After curation, the complete dataset was divided into training (60%), validation (20%), and testing (20%) sets using a stratified sampling strategy. Stratification was performed based on vendor/scanner characteristics to ensure that the test set captured a representative distribution of scanner-associated biases (e.g., GE, Siemens, Philips), thereby preventing overfitting to scanner-specific noise signatures. Stratification was also based on pathology severity, including the presence of metal artifacts and severe deformities (Cobb angle > 20°), to guarantee that the test set adequately challenged the model’s robustness.

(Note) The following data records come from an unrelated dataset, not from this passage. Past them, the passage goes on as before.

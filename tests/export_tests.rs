//! CSV export, data URIs, and chart document structure.

use rand::rngs::StdRng;
use rand::SeedableRng;

use dirichlet_viz::sampler::SampleSet;
use dirichlet_viz::{samples_to_csv, to_data_uri, Alpha, TernaryChart};

fn sample_set(seed: u64) -> SampleSet {
    let alpha = Alpha::default();
    let mut rng = StdRng::seed_from_u64(seed);
    SampleSet::draw(alpha, &mut rng).expect("draw")
}

// ============================================================================
// CSV
// ============================================================================

#[test]
fn test_csv_has_header_and_1000_rows() {
    let csv = samples_to_csv(&sample_set(1));
    let mut lines = csv.lines();
    assert_eq!(lines.next(), Some("X1,X2,X3"));
    assert_eq!(lines.count(), 1000);
}

#[test]
fn test_csv_round_trip_recovers_all_samples() {
    let samples = sample_set(2);
    let csv = samples_to_csv(&samples);

    let parsed: Vec<[f64; 3]> = csv
        .lines()
        .skip(1)
        .map(|line| {
            let mut cells = line.split(',').map(|v| v.parse::<f64>().expect("f64 cell"));
            [
                cells.next().expect("X1"),
                cells.next().expect("X2"),
                cells.next().expect("X3"),
            ]
        })
        .collect();

    assert_eq!(parsed.len(), 1000);
    assert_eq!(parsed.as_slice(), samples.points());
}

#[test]
fn test_csv_rows_satisfy_simplex_invariant_after_parse() {
    let csv = samples_to_csv(&sample_set(3));
    for line in csv.lines().skip(1) {
        let sum: f64 = line
            .split(',')
            .map(|v| v.parse::<f64>().expect("f64 cell"))
            .sum();
        assert!((sum - 1.0).abs() < 1e-9);
    }
}

// ============================================================================
// Data URIs
// ============================================================================

#[test]
fn test_csv_data_uri_decodes_back_to_csv() {
    let samples = sample_set(4);
    let csv = samples_to_csv(&samples);
    let uri = to_data_uri("text/csv", &csv);

    let encoded = uri
        .strip_prefix("data:text/csv;charset=utf-8,")
        .expect("data URI prefix");
    assert_eq!(percent_decode(encoded), csv);
}

#[test]
fn test_data_uri_is_attribute_safe() {
    let uri = to_data_uri("text/html", "<a href=\"x\">&amp;</a>\n");
    assert!(!uri.contains('"'));
    assert!(!uri.contains('<'));
    assert!(!uri.contains('\n'));
    assert!(!uri.contains(' '));
}

/// Minimal decoder for round-trip assertions.
fn percent_decode(s: &str) -> String {
    let mut bytes = Vec::with_capacity(s.len());
    let mut iter = s.bytes();
    while let Some(b) = iter.next() {
        if b == b'%' {
            let hi = iter.next().expect("hex digit");
            let lo = iter.next().expect("hex digit");
            let hex = [hi, lo];
            let hex = std::str::from_utf8(&hex).expect("ascii hex");
            bytes.push(u8::from_str_radix(hex, 16).expect("hex byte"));
        } else {
            bytes.push(b);
        }
    }
    String::from_utf8(bytes).expect("utf-8 payload")
}

// ============================================================================
// Chart documents
// ============================================================================

#[test]
fn test_chart_svg_has_1000_hoverable_markers() {
    let samples = sample_set(5);
    let svg = TernaryChart::new(&samples, "α = [2, 5, 3]").to_svg();
    assert_eq!(svg.matches("<circle").count(), 1000);
    assert_eq!(svg.matches("<title>").count(), 1000);
}

#[test]
fn test_chart_hover_text_matches_sample_to_three_decimals() {
    let samples = sample_set(6);
    let svg = TernaryChart::new(&samples, "t").to_svg();
    let [a, b, c] = samples.points()[0];
    let hover = format!("X1: {a:.3}, X2: {b:.3}, X3: {c:.3}");
    assert!(svg.contains(&hover));
}

#[test]
fn test_chart_document_embeds_full_svg() {
    let samples = sample_set(7);
    let chart = TernaryChart::new(&samples, "α = [2, 5, 3]");
    let html = chart.to_html_document();
    assert!(html.starts_with("<!doctype html>"));
    assert!(html.contains(&chart.to_svg()));
    assert!(html.ends_with("</html>\n"));
}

Strict patient-level separation was enforced throughout: all scans belonging to the same patient ID, across all time points and modalities, were confined to a single fold. To ensure the absence of leakage, we additionally performed a nearest-neighbor pixel analysis between the final test and training sets, confirming that no reconstruction-level duplicates remained.

Method: VertebraFormer network

We propose VertebraFormer, a unified multi-task transformer framework that simultaneously addresses three critical challenges in spinal image analysis: vertebrae segmentation, anatomical identification, and lesion detection. Our approach is motivated by the clinical reality that these tasks are inherently interconnected—accurate anatomical identification relies on precise segmentation boundaries, while lesion detection requires both spatial localization and anatomical context. Rather than treating these as independent problems, we design a unified architecture that leverages shared representations to improve performance across all tasks while maintaining computational efficiency suitable for clinical deployment.

Architecture design and overview

The VertebraFormer architecture embodies three fundamental design principles that address the unique challenges of multi-domain spinal image analysis. First, global context awareness recognizes that vertebral structures exhibit strong spatial relationships across the entire spine, where the identity and boundaries of individual vertebrae are best understood in relation to their neighbors. Second, task synergy acknowledges that segmentation, identification, and lesion detection are complementary tasks that can mutually reinforce each other through shared feature learning. Third, domain adaptability ensures robust performance across the heterogeneous imaging conditions encountered in real-world clinical practice.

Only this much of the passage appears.